Why AWS Matters in Interviews

Most FAANG system design interviews assume cloud deployment. You are expected to pick appropriate AWS services, reason about trade-offs (cost, latency, durability), and sketch architectures using real service names rather than generic "cloud storage" boxes.

%%{init: {'theme': 'base', 'themeVariables': {'fontSize': '13px', 'fontFamily': 'Inter, -apple-system, sans-serif'}, 'flowchart': {'nodeSpacing': 30, 'rankSpacing': 50, 'padding': 12, 'curve': 'basis'}, 'sequence': {'actorMargin': 60, 'messageMargin': 40}, 'class': {'padding': 12}}}%%
flowchart LR
    subgraph AWS["AWS Core Services"]
        C{{"Compute<br/>EC2, Lambda, ECS"}}
        S[/"Storage<br/>S3, EBS, EFS"/]
        D[["Database<br/>RDS, DynamoDB, Aurora"]]
        M(["Messaging<br/>SQS, SNS, Kinesis"])
        N(("Networking<br/>VPC, Route 53, ELB"))
        SEC{{"Security<br/>IAM, KMS, WAF"}}
    end

    C --> N
    C --> D
    C --> M
    S --> C
    SEC --> C
    SEC --> S
    SEC --> D

    style C fill:#E3F2FD,stroke:#1565C0,color:#000
    style S fill:#E8F5E9,stroke:#2E7D32,color:#000
    style D fill:#FFF3E0,stroke:#E65100,color:#000
    style M fill:#F3E5F5,stroke:#6A1B9A,color:#000
    style N fill:#FEF3C7,stroke:#D97706,color:#000
    style SEC fill:#FFCDD2,stroke:#C62828,color:#000

Compute

EC2 (Elastic Compute Cloud)

Virtual servers in the cloud. You pick instance type, OS, and networking.

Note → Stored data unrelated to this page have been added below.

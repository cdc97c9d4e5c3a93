// File: ./src/model/raw.rs
//! Raw upstream records and the alias tables used to read them.
//!
//! The upstream documentation and the live payloads disagree on casing and on
//! a few misspelled keys, so each logical field is looked up through an
//! ordered list of candidate keys. The first key holding a non-blank value wins.
use crate::model::filters::RecordKind;
use serde_json::{Map, Value};

/// A single upstream record, tagged with the endpoint it came from.
#[derive(Debug, Clone, PartialEq)]
pub enum RawRecord {
    Program(Map<String, Value>),
    Event(Map<String, Value>),
}

/// Logical fields common to both record families.
#[derive(Debug, Clone, Copy, PartialEq, Eq)]
pub enum Field {
    Id,
    Title,
    Organization,
    Period,
    Url,
    Summary,
    Category,
    /// Program only: target audience text.
    Target,
    /// Event only: `@`-joined area names.
    Areas,
    Tags,
}

pub struct AliasTable {
    pub id: &'static [&'static str],
    pub title: &'static [&'static str],
    pub organization: &'static [&'static str],
    pub period: &'static [&'static str],
    pub url: &'static [&'static str],
    pub summary: &'static [&'static str],
    pub category: &'static [&'static str],
    pub target: &'static [&'static str],
    pub areas: &'static [&'static str],
    pub tags: &'static [&'static str],
}

impl AliasTable {
    pub fn keys(&self, field: Field) -> &'static [&'static str] {
        match field {
            Field::Id => self.id,
            Field::Title => self.title,
            Field::Organization => self.organization,
            Field::Period => self.period,
            Field::Url => self.url,
            Field::Summary => self.summary,
            Field::Category => self.category,
            Field::Target => self.target,
            Field::Areas => self.areas,
            Field::Tags => self.tags,
        }
    }
}

pub const PROGRAM_ALIASES: AliasTable = AliasTable {
    id: &["pblancId", "pblancID", "id"],
    title: &["pblancNm", "title"],
    organization: &["jrsdInsttNm", "excInsttNm", "author"],
    period: &["reqstBeginEndDe", "reqstDt"],
    url: &["pblancUrl", "pblancURL", "link"],
    summary: &["bsnsSumryCn", "description"],
    category: &["pldirSportRealmLclasCodeNm", "lcategory"],
    target: &["trgetNm"],
    areas: &[],
    tags: &["hashTags", "hashtags"],
};

// Event detail links show up under two spellings of the original-URL key;
// `bizinfoUrl` is the portal's own page for the event and is used last.
pub const EVENT_ALIASES: AliasTable = AliasTable {
    id: &["eventInfoId", "eventId", "id"],
    title: &["nttNm", "eventNm", "title"],
    organization: &["organizerNm", "jrsdInsttNm", "author"],
    period: &["eventBeginEndDe", "eventDe", "reqstBeginEndDe"],
    url: &["orginlUrlAdres", "originUrlAdres", "bizinfoUrl"],
    summary: &["nttCn", "description"],
    category: &["pldirSportRealmLclasCodeNm", "lcategory"],
    target: &[],
    areas: &["areaNm"],
    tags: &["hashTags", "hashtags"],
};

impl RawRecord {
    pub fn new(kind: RecordKind, fields: Map<String, Value>) -> Self {
        match kind {
            RecordKind::Program => RawRecord::Program(fields),
            RecordKind::Event => RawRecord::Event(fields),
        }
    }

    /// Builds a record from an arbitrary JSON value. Non-object values are rejected.
    pub fn from_value(kind: RecordKind, value: Value) -> Option<Self> {
        match value {
            Value::Object(map) => Some(Self::new(kind, map)),
            _ => None,
        }
    }

    pub fn kind(&self) -> RecordKind {
        match self {
            RawRecord::Program(_) => RecordKind::Program,
            RawRecord::Event(_) => RecordKind::Event,
        }
    }

    pub fn fields(&self) -> &Map<String, Value> {
        match self {
            RawRecord::Program(m) | RawRecord::Event(m) => m,
        }
    }

    fn aliases(&self) -> &'static AliasTable {
        match self {
            RawRecord::Program(_) => &PROGRAM_ALIASES,
            RawRecord::Event(_) => &EVENT_ALIASES,
        }
    }

    /// Resolves a logical field through the alias table of this record's kind.
    pub fn get(&self, field: Field) -> Option<String> {
        let fields = self.fields();
        self.aliases()
            .keys(field)
            .iter()
            .filter_map(|key| fields.get(*key))
            .find_map(scalar_text)
    }
}

/// Text form of a scalar JSON value. Null, blank strings and containers yield `None`.
fn scalar_text(value: &Value) -> Option<String> {
    match value {
        Value::String(s) if !s.trim().is_empty() => Some(s.clone()),
        Value::Number(n) => Some(n.to_string()),
        Value::Bool(b) => Some(b.to_string()),
        _ => None,
    }
}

Instance Family	Use Case	Example
t3/t4g	Burstable, dev/test, small apps	t3.medium
m6i/m7g	General purpose, web servers	m6i.xlarge
c6i/c7g	Compute-intensive, batch processing	c6i.2xlarge
r6i/r7g	Memory-intensive, in-memory caches	r6i.4xlarge
i3/i4i	Storage-optimized, data warehouses	i3.large

Bash

# Launch an EC2 instance
aws ec2 run-instances \
  --image-id ami-0abcdef1234567890 \
  --instance-type t3.medium \
  --key-name my-key-pair \
  --security-group-ids sg-0123456789abcdef0 \
  --subnet-id subnet-0bb1c79de3EXAMPLE \
  --count 1

Auto Scaling

Automatically adjusts the number of EC2 instances based on demand.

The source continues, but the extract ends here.